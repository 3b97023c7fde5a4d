pub(crate) mod ring;
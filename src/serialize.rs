pub(crate) mod document;
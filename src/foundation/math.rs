use std::f64::consts::TAU;

use crate::foundation::core::{Point, Vec2};

#[derive(Clone, Copy, Debug)]
pub(crate) struct Fnv1a64(u64);

impl Fnv1a64 {
    const OFFSET_BASIS: u64 = 0xcbf2_9ce4_8422_2325;
    const PRIME: u64 = 0x0000_0100_0000_01B3;

    pub(crate) fn new_default() -> Self {
        Self(Self::OFFSET_BASIS)
    }

    pub(crate) fn write_u8(&mut self, v: u8) {
        self.write_bytes(&[v]);
    }

    pub(crate) fn write_u64(&mut self, v: u64) {
        self.write_bytes(&v.to_le_bytes());
    }

    pub(crate) fn write_bytes(&mut self, bytes: &[u8]) {
        let mut h = self.0;
        for &b in bytes {
            h ^= u64::from(b);
            h = h.wrapping_mul(Self::PRIME);
        }
        self.0 = h;
    }

    pub(crate) fn finish(self) -> u64 {
        self.0
    }
}

/// Point at `radius` from the origin, `turns` of a full revolution clockwise from +x
/// (SVG y axis points down).
pub(crate) fn polar_point(radius: f64, turns: f64) -> Point {
    Point::ORIGIN + Vec2::from_angle(turns * TAU) * radius
}

/// Round to 4 decimals and fold `-0` into `0` so emitted coordinates are stable text.
pub(crate) fn snap(v: f64) -> f64 {
    let r = (v * 10_000.0).round() / 10_000.0;
    if r == 0.0 { 0.0 } else { r }
}

#[cfg(test)]
#[path = "../../tests/unit/foundation/math.rs"]
mod tests;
**********
> _REQUIRED WORK_
Starting at the line that contains "pub(crate) fn finish(self)", copy each line through the last one in the records, exactly, and output nothing else.

> _ANSWER AREA_
    pub(crate) fn finish(self) -> u64 {
        self.0
    }
}

/// Point at `radius` from the origin, `turns` of a full revolution clockwise from +x
/// (SVG y axis points down).
pub(crate) fn polar_point(radius: f64, turns: f64) -> Point {
    Point::ORIGIN + Vec2::from_angle(turns * TAU) * radius
}

/// Round to 4 decimals and fold `-0` into `0` so emitted coordinates are stable text.
pub(crate) fn snap(v: f64) -> f64 {
    let r = (v * 10_000.0).round() / 10_000.0;
    if r == 0.0 { 0.0 } else { r }
}

#[cfg(test)]
#[path = "../../tests/unit/foundation/math.rs"]
mod tests;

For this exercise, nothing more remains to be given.